The iron reminds us that you will never completely arrive – in the gym or in life. You will never be truly satisfied as long as there is more to be lifted, and there will always be more to lift than you have resources to allot. There will always be more things that need doing and more progress that needs making than we can ever have the time or energy to do, but we attempt to do it anyway. Day after day, month after month, and year after year we slowly chip away at incremental progress toward an ultimately unattainable goal. The more you lift, the more you have the ability to lift, and that’s what we’re after: the capability of lifting more.

We’re after the things the iron teaches us along the way. We’re after the incremental growth that makes what is difficult today, less difficult tomorrow. That we will spend much of our time fighting the battles of balancing work, family, friends, relationships, fitness and self, all while trying to find our most useful place in the world – our strongest self is the oldest battle known to man. We will spend nearly as much of our time failing and regrouping, trying to catch up to old personal bests, or redirecting our internal fire back in an outward direction. Less frequently, but most rewardingly, we will experience moments of flow, where all the right things come together at exactly the right time and place which re-stokes our desire to keep trying for more. Those are the days we seek, knowing full well that it’s back to work tomorrow.

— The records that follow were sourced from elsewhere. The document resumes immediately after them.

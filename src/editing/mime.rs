use super::{
    CellEditor, CellValue, DefaultRecordEditingSupport, RecordEditingSupport, choice_editor,
    property_edit, text_or_unset, unsupported,
};
use crate::{
    EditError, FileLoader, NodeKind, Record, TreeNode,
    node::slot,
    operation::{Field, FieldValue, Operation},
    statics,
};
use std::path::PathBuf;

const CONTENT_ABSENT: usize = 0;
const CONTENT_PRESENT: usize = 1;

/// MIME record: content type, content presence and content imported from a file.
pub struct MimeEditingSupport {
    base: DefaultRecordEditingSupport,
    loader: Box<dyn FileLoader>,
}

impl MimeEditingSupport {
    pub fn new(loader: Box<dyn FileLoader>) -> Self {
        Self {
            base: DefaultRecordEditingSupport,
            loader,
        }
    }

    fn content_presence(record: &Record, selection: Option<usize>) -> Result<FieldValue, EditError> {
        let current = record.mime()?.content();
        let next = match selection {
            None | Some(CONTENT_ABSENT) => None,
            Some(CONTENT_PRESENT) => Some(current.map(<[u8]>::to_vec).unwrap_or_default()),
            Some(index) => {
                return Err(EditError::ChoiceOutOfRange {
                    index,
                    len: statics::PRESENT_OR_NOT.len(),
                });
            }
        };
        Ok(FieldValue::Bytes(next))
    }

    fn load_content(&self, path: String) -> Result<Option<Vec<u8>>, EditError> {
        if path.is_empty() {
            return Ok(None);
        }
        let path = PathBuf::from(path);
        match self.loader.load(&path) {
            Ok(bytes) => Ok(Some(bytes)),
            Err(source) => {
                tracing::warn!(path = %path.display(), error = %source, "could not load content");
                Err(EditError::Load { path, source })
            }
        }
    }
}

impl RecordEditingSupport for MimeEditingSupport {
    fn value(&self, record: &Record, node: &TreeNode) -> Result<CellValue, EditError> {
        let mime = record.mime()?;
        match (node.kind(), node.parent_index()) {
            (NodeKind::Property, slot::MIME_CONTENT_TYPE) => Ok(CellValue::Text(
                mime.content_type().unwrap_or_default().to_string(),
            )),
            (NodeKind::ParentProperty, slot::MIME_CONTENT) => Ok(CellValue::Choice(Some(
                if mime.has_content() {
                    CONTENT_PRESENT
                } else {
                    CONTENT_ABSENT
                },
            ))),
            (NodeKind::Property, slot::MIME_CONTENT_FILE) => Ok(CellValue::Text(
                mime.content()
                    .map(|bytes| format!("{} bytes", bytes.len()))
                    .unwrap_or_default(),
            )),
            (NodeKind::Property | NodeKind::ParentProperty, _) => Err(unsupported(node)),
            (NodeKind::Record | NodeKind::PropertyList | NodeKind::PropertyListItem, _) => {
                self.base.value(record, node)
            }
        }
    }

    fn set_value(
        &self,
        record: &Record,
        node: &TreeNode,
        value: CellValue,
    ) -> Result<Option<Operation>, EditError> {
        match (node.kind(), node.parent_index()) {
            (NodeKind::Property, slot::MIME_CONTENT_TYPE) => {
                let next = text_or_unset(value.into_text()?);
                property_edit(record, Field::MimeContentType, FieldValue::Text(next))
            }
            (NodeKind::ParentProperty, slot::MIME_CONTENT) => {
                let next = Self::content_presence(record, value.into_choice()?)?;
                property_edit(record, Field::MimeContent, next)
            }
            (NodeKind::Property, slot::MIME_CONTENT_FILE) => {
                let path = value.into_text()?;
                record.mime()?;
                match self.load_content(path)? {
                    Some(bytes) => {
                        property_edit(record, Field::MimeContent, FieldValue::Bytes(Some(bytes)))
                    }
                    None => Ok(None),
                }
            }
            (NodeKind::Property | NodeKind::ParentProperty, _) => Err(unsupported(node)),
            (NodeKind::Record | NodeKind::PropertyList | NodeKind::PropertyListItem, _) => {
                self.base.set_value(record, node, value)
            }
        }
    }

    fn cell_editor(
        &self,
        record: &Record,
        node: &TreeNode,
    ) -> Result<Option<CellEditor>, EditError> {
        match (node.kind(), node.parent_index()) {
            (NodeKind::Property, slot::MIME_CONTENT_TYPE) => Ok(Some(CellEditor::Text)),
            (NodeKind::ParentProperty, slot::MIME_CONTENT) => {
                Ok(Some(choice_editor(&statics::PRESENT_OR_NOT, false)))
            }
            (NodeKind::Property, slot::MIME_CONTENT_FILE) => Ok(Some(CellEditor::File {
                mime_type_hint: record.mime()?.content_type().map(str::to_string),
            })),
            (NodeKind::Property | NodeKind::ParentProperty, _) => Err(unsupported(node)),
            (NodeKind::Record | NodeKind::PropertyList | NodeKind::PropertyListItem, _) => {
                self.base.cell_editor(record, node)
            }
        }
    }
}

#[cfg(test)]
mod tests {
    use super::*;
    use crate::{RecordBody, RecordId, RecordType, build_tree};
    use std::{collections::HashMap, io, path::Path};

    struct MapLoader(HashMap<PathBuf, Vec<u8>>);

    impl FileLoader for MapLoader {
        fn load(&self, path: &Path) -> io::Result<Vec<u8>> {
            self.0
                .get(path)
                .cloned()
                .ok_or_else(|| io::Error::from(io::ErrorKind::NotFound))
        }
    }

    fn support() -> MimeEditingSupport {
        let mut files = HashMap::new();
        files.insert(PathBuf::from("card.vcf"), b"BEGIN:VCARD".to_vec());
        MimeEditingSupport::new(Box::new(MapLoader(files)))
    }

    fn mime_record() -> Record {
        Record::new(RecordId::new(4), "m", RecordBody::empty(RecordType::Mime))
    }

    #[test]
    fn presence_toggle_creates_and_clears_content() {
        let mut record = mime_record();
        let support = support();
        let tree = build_tree(&record, 0);
        let content = tree
            .find(NodeKind::ParentProperty, slot::MIME_CONTENT)
            .unwrap();
        assert_eq!(
            support.value(&record, content).unwrap(),
            CellValue::Choice(Some(CONTENT_ABSENT))
        );

        let mut op = support
            .set_value(&record, content, CellValue::Choice(Some(CONTENT_PRESENT)))
            .unwrap()
            .unwrap();
        op.execute(&mut record).unwrap();
        assert_eq!(record.mime().unwrap().content(), Some(&[][..]));

        // Already present: nothing to do.
        assert!(
            support
                .set_value(&record, content, CellValue::Choice(Some(CONTENT_PRESENT)))
                .unwrap()
                .is_none()
        );

        op.revoke(&mut record).unwrap();
        assert!(!record.mime().unwrap().has_content());
    }

    #[test]
    fn content_file_is_loaded_through_the_loader() {
        let mut record = mime_record();
        record
            .mime_mut()
            .unwrap()
            .set_content_type(Some("text/vcard".to_string()));
        record.mime_mut().unwrap().set_content(Some(Vec::new()));
        let support = support();
        let tree = build_tree(&record, 0);
        let file = tree
            .find(NodeKind::Property, slot::MIME_CONTENT_FILE)
            .unwrap();

        assert_eq!(
            support.cell_editor(&record, file).unwrap(),
            Some(CellEditor::File {
                mime_type_hint: Some("text/vcard".to_string())
            })
        );

        let mut op = support
            .set_value(&record, file, CellValue::Text("card.vcf".to_string()))
            .unwrap()
            .unwrap();
        op.execute(&mut record).unwrap();
        assert_eq!(
            support.value(&record, file).unwrap(),
            CellValue::Text("11 bytes".to_string())
        );
        op.revoke(&mut record).unwrap();
        assert_eq!(
            support.value(&record, file).unwrap(),
            CellValue::Text("0 bytes".to_string())
        );
        assert!(
            support
                .set_value(&record, file, CellValue::Text(String::new()))
                .unwrap()
                .is_none()
        );
    }

    #[test]
    fn failed_load_is_reported_without_an_operation() {
        let mut record = mime_record();
        record.mime_mut().unwrap().set_content(Some(vec![1, 2, 3]));
        let support = support();
        let tree = build_tree(&record, 0);
        let file = tree
            .find(NodeKind::Property, slot::MIME_CONTENT_FILE)
            .unwrap();

        let err = support
            .set_value(&record, file, CellValue::Text("missing.bin".to_string()))
            .unwrap_err();
        assert!(matches!(err, EditError::Load { .. }));
        assert!(!err.is_fatal());
        assert_eq!(record.mime().unwrap().content(), Some(&[1, 2, 3][..]));
    }
}
use super::{
    CellEditor, CellValue, DefaultRecordEditingSupport, RecordEditingSupport, choice_editor,
    decode_choice, list_item_edit, property_edit, text_or_unset, unsupported,
};
use crate::{
    CarrierPowerState, EditError, Enumerated, NodeKind, Record, TreeNode,
    node::slot,
    operation::{Field, FieldValue, ListField, Operation},
};

/// Alternative Carrier: power state, data reference and the auxiliary data reference list.
#[derive(Debug, Clone, Copy, Default)]
pub struct AlternativeCarrierEditingSupport {
    base: DefaultRecordEditingSupport,
}

impl RecordEditingSupport for AlternativeCarrierEditingSupport {
    fn value(&self, record: &Record, node: &TreeNode) -> Result<CellValue, EditError> {
        match node.kind() {
            NodeKind::Property => {
                let ac = record.alternative_carrier()?;
                match node.parent_index() {
                    slot::CARRIER_POWER_STATE => Ok(CellValue::Choice(
                        ac.carrier_power_state().map(Enumerated::ordinal),
                    )),
                    slot::CARRIER_DATA_REFERENCE => Ok(CellValue::Text(
                        ac.carrier_data_reference().unwrap_or_default().to_string(),
                    )),
                    _ => Err(unsupported(node)),
                }
            }
            NodeKind::PropertyListItem => {
                let item = ListField::AuxiliaryDataReferences.get(record, node.parent_index())?;
                Ok(CellValue::Text(item.to_string()))
            }
            NodeKind::Record | NodeKind::ParentProperty | NodeKind::PropertyList => {
                self.base.value(record, node)
            }
        }
    }

    fn set_value(
        &self,
        record: &Record,
        node: &TreeNode,
        value: CellValue,
    ) -> Result<Option<Operation>, EditError> {
        match node.kind() {
            NodeKind::Property => match node.parent_index() {
                slot::CARRIER_POWER_STATE => {
                    let next = decode_choice::<CarrierPowerState>(value.into_choice()?)?;
                    property_edit(
                        record,
                        Field::CarrierPowerState,
                        FieldValue::PowerState(next),
                    )
                }
                slot::CARRIER_DATA_REFERENCE => {
                    let next = text_or_unset(value.into_text()?);
                    property_edit(record, Field::CarrierDataReference, FieldValue::Text(next))
                }
                _ => Err(unsupported(node)),
            },
            NodeKind::PropertyListItem => list_item_edit(
                record,
                ListField::AuxiliaryDataReferences,
                node.parent_index(),
                value.into_text()?,
            ),
            NodeKind::Record | NodeKind::ParentProperty | NodeKind::PropertyList => {
                self.base.set_value(record, node, value)
            }
        }
    }

    fn cell_editor(
        &self,
        record: &Record,
        node: &TreeNode,
    ) -> Result<Option<CellEditor>, EditError> {
        match node.kind() {
            NodeKind::Property => match node.parent_index() {
                slot::CARRIER_POWER_STATE => {
                    Ok(Some(choice_editor(CarrierPowerState::VALUES, true)))
                }
                slot::CARRIER_DATA_REFERENCE => Ok(Some(CellEditor::Text)),
                _ => Err(unsupported(node)),
            },
            NodeKind::PropertyListItem => Ok(Some(CellEditor::Text)),
            NodeKind::Record | NodeKind::ParentProperty | NodeKind::PropertyList => {
                self.base.cell_editor(record, node)
            }
        }
    }

    fn list_field(&self, node: &TreeNode) -> Result<ListField, EditError> {
        match (node.kind(), node.parent_index()) {
            (NodeKind::PropertyList, slot::AUXILIARY_DATA_REFERENCES)
            | (NodeKind::PropertyListItem, _) => Ok(ListField::AuxiliaryDataReferences),
            _ => Err(unsupported(node)),
        }
    }
}

#[cfg(test)]
mod tests {
    use super::*;
    use crate::{RecordBody, RecordId, RecordType, build_tree};

    fn record() -> Record {
        let mut record = Record::new(
            RecordId::new(9),
            "ac",
            RecordBody::empty(RecordType::AlternativeCarrier),
        );
        let ac = record.alternative_carrier_mut().unwrap();
        ac.insert_auxiliary_data_reference(0, "a".to_string())
            .unwrap();
        ac.insert_auxiliary_data_reference(1, "b".to_string())
            .unwrap();
        record
    }

    #[test]
    fn unset_fields_show_empty_sentinels() {
        let record = record();
        let tree = build_tree(&record, 0);
        let support = AlternativeCarrierEditingSupport::default();

        let power = tree
            .find(NodeKind::Property, slot::CARRIER_POWER_STATE)
            .unwrap();
        let reference = tree
            .find(NodeKind::Property, slot::CARRIER_DATA_REFERENCE)
            .unwrap();
        assert_eq!(support.value(&record, power).unwrap(), CellValue::Choice(None));
        assert_eq!(
            support.value(&record, reference).unwrap(),
            CellValue::Text(String::new())
        );
    }

    #[test]
    fn empty_text_on_unset_field_is_unchanged() {
        let record = record();
        let tree = build_tree(&record, 0);
        let reference = tree
            .find(NodeKind::Property, slot::CARRIER_DATA_REFERENCE)
            .unwrap();
        let op = AlternativeCarrierEditingSupport::default()
            .set_value(&record, reference, CellValue::Text(String::new()))
            .unwrap();
        assert!(op.is_none());
    }

    #[test]
    fn list_container_has_no_editor_and_is_not_editable() {
        let record = record();
        let tree = build_tree(&record, 0);
        let list = tree
            .find(NodeKind::PropertyList, slot::AUXILIARY_DATA_REFERENCES)
            .unwrap();
        let support = AlternativeCarrierEditingSupport::default();
        assert!(!support.can_edit(list));
        assert_eq!(support.cell_editor(&record, list).unwrap(), None);
        assert!(support.can_edit(&list.children()[0]));
    }

    #[test]
    fn unknown_slot_is_a_dispatch_error() {
        let record = record();
        let bogus = TreeNode::new(
            record.id(),
            RecordType::AlternativeCarrier,
            NodeKind::Property,
            7,
            "bogus",
        );
        let support = AlternativeCarrierEditingSupport::default();
        assert!(matches!(
            support.value(&record, &bogus),
            Err(EditError::UnsupportedNode { index: 7, .. })
        ));
        assert!(matches!(
            support.set_value(&record, &bogus, CellValue::Text("x".to_string())),
            Err(EditError::UnsupportedNode { .. })
        ));
        assert!(matches!(
            support.cell_editor(&record, &bogus),
            Err(EditError::UnsupportedNode { .. })
        ));
    }

    #[test]
    fn out_of_range_choice_fails_closed() {
        let record = record();
        let tree = build_tree(&record, 0);
        let power = tree
            .find(NodeKind::Property, slot::CARRIER_POWER_STATE)
            .unwrap();
        assert!(matches!(
            AlternativeCarrierEditingSupport::default().set_value(
                &record,
                power,
                CellValue::Choice(Some(4))
            ),
            Err(EditError::ChoiceOutOfRange { index: 4, len: 4 })
        ));
    }
}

The iron teaches us that difficulties are certain, but progress is optional. We are always moving toward lifting more, or lifting less. There is no middle ground. You can only lose the Iron Game if you stop playing, because the iron will always provide more than we can tend to. We can never stop because it is better to condition ourselves to the challenges of shouldering more instead shouldering less, or worse: to not try at all.

Let this serve as a friendly reminder that you will never fully arrive, and that should you somehow determine that you have, there is always a barbell loaded with iron that will let you know there is still work to be done.